Droht Österreich ein „Quarantäne-Fleckerlteppich“? Wiens Bürgermeister Michael Ludwig bezeichnete das Vorhaben der Bundesregierung, die Corona-Quarantäne abzuschaffen, jedenfalls als „Schritt in die falsche Richtung“, sagte aber dennoch, man werde auch in Wien die bundesweite Verordnung zur Kenntnis nehmen. Bei 300.000 Pendlern jeden Tag sei es schwer, unterschiedliche Regelungen umzusetzen und durchzuhalten. Zuvor war der Quarantäne-Gipfel zwischen Bund und Ländern ohne Einigung zu Ende gegangen.
Das Aus für die Corona-Quarantäne ist auf Schiene, wie die „Krone“ erfuhr. Auch wenn bei dem Gipfel am Montag erwartungsgemäß noch keine Entscheidungen fielen, wird damit gerechnet, dass die Bundesregierung beim Ministerrat am Mittwoch eine Lockerung bzw. das Ende der Quarantäne verkünden wird. Doch ob die SPÖ-geführten Länder dies so kampflos hinnehmen werden, ist fraglich.

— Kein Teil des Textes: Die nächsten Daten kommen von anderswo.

// src/utils/url.rs

//! URL manipulation utilities for icon retrieval.

use std::path::Path;

use url::Url;

/// Fallback extension when neither URL nor content type name a format.
pub const FALLBACK_EXTENSION: &str = ".bin";

/// Rewrite a GitHub "view file" URL to its raw-content equivalent.
///
/// # Examples
/// ```
/// use readme_catalog::utils::url::to_raw_content_url;
///
/// assert_eq!(
///     to_raw_content_url("https://github.com/acme/tool/blob/main/docs/logo.svg"),
///     "https://raw.githubusercontent.com/acme/tool/main/docs/logo.svg"
/// );
/// ```
pub fn to_raw_content_url(url: &str) -> String {
    let parsed = match Url::parse(url) {
        Ok(parsed) => parsed,
        Err(e) => {
            log::debug!("Cannot convert {url} to a raw-content URL: {e}");
            return url.to_string();
        }
    };

    if parsed.host_str() != Some("github.com") {
        return url.to_string();
    }

    let parts: Vec<&str> = parsed
        .path_segments()
        .map(|segments| segments.filter(|s| !s.is_empty()).collect())
        .unwrap_or_default();

    match parts.iter().position(|p| *p == "blob") {
        Some(blob) if blob >= 2 && parts.len() > blob + 2 => format!(
            "https://raw.githubusercontent.com/{}/{}/{}/{}",
            parts[0],
            parts[1],
            parts[blob + 1],
            parts[blob + 2..].join("/")
        ),
        _ => url.to_string(),
    }
}

/// File extension (with leading dot) of the URL's last path segment.
pub fn extension_from_url(url: &str) -> Option<String> {
    let parsed = Url::parse(url).ok()?;
    let last = parsed.path_segments()?.next_back()?;
    Path::new(last)
        .extension()
        .and_then(|ext| ext.to_str())
        .filter(|ext| !ext.is_empty())
        .map(|ext| format!(".{ext}"))
}

/// Map a declared content type to a file extension.
pub fn extension_from_content_type(content_type: &str) -> Option<&'static str> {
    let media_type = content_type
        .split(';')
        .next()
        .unwrap_or_default()
        .trim()
        .to_lowercase();

    match media_type.as_str() {
        "image/png" => Some(".png"),
        "image/jpeg" | "image/jpg" => Some(".jpg"),
        "image/gif" => Some(".gif"),
        "image/svg+xml" => Some(".svg"),
        "image/webp" => Some(".webp"),
        "image/x-icon" | "image/vnd.microsoft.icon" => Some(".ico"),
        "image/avif" => Some(".avif"),
        _ => None,
    }
}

Ludwig hatte im Vorfeld gesagt, wenn man den Empfehlungen der WHO folgen wolle, müsse die Quarantäne beibehalten werden.
„Schritt in die falsche Richtung“
Auch wenn das Quarantäne-Aus nun wohl beschlossene Sache ist, machte der Wiener Bürgermeister im Anschluss an den Gipfel seine Position bei einer Pressekonferenz deutlich. Die Stadt Wien orientiere sich an den Empfehlungen der WHO und sei gegen das Aus der Quarantäne. „Ich sehe den Vorstoß der Bundesregierung als Schritt in die falsche Richtung.“ Man müsste sich vielmehr auf die Herbstwelle vorbereiten, denn die Infektionszahlen flachen nicht ab. „Wir gehen davon aus, dass wir im Herbst mit einer weiteren Welle zu rechnen haben“, so Ludwig.
Bisher ist die Stadt Wien immer einen strikteren Kurs in Sachen Corona gefahren. So dauert in Wien die Quarantäne derzeit zehn Tage, in den anderen Bundesländern kann sich, wer symptomfrei ist, nach fünf Tagen mit Verkehrsbeschränkungen (Maske) wieder bewegen. Das Freitesten nach fünf Tagen ist in allen Bundesländern möglich. Kärntens Landeshauptmann Peter Kaiser (SPÖ) beurteilte die Konferenz im Anschluss als „enttäuschend“. Einige Bundesländer seien „von der Erarbeitung der Verordnung ausgesperrt“ worden.
Politisches Hickhack um Quarantäne-Aus
Auch Ludwig kritisierte einmal mehr, dass die SPÖ-regierten Länder zum wiederholten Mal von der schwarz-grünen Regierung im Vorfeld nicht eingebunden wurden und aus den Medien vom geplanten Ende der Quarantäne erfahren haben. Vor einigen Tagen war ein Verordnungsentwurf bekannt geworden, wonach für Corona-Infizierte künftig nur noch Verkehrsbeschränkungen gelten sollen. Demnach könnte man sich bei einer Infektion mit Maske fast überall frei bewegen. Betretungsverbote gäbe es nur an bestimmten Orten (Spitäler, Pflege- und Behinderteneinrichtungen, Kindergärten, Volksschulen und Horte), allerdings nicht für dort Beschäftigte.
100.000 Menschen betroffen
Betroffen wären vom Ende der Quarantäne über 100.000 Menschen. Die Zahl der Neuinfektionen liegt aktuell bei bis zu 15.000 pro Tag. Rund 1500 Spitalsbetten sind derzeit von Covid-Infizierten belegt. Eine Überlastung des Gesundheitssystems sei nach aktueller Einschätzung nicht zu erwarten, hieß es in einer Aussendung der Regierung.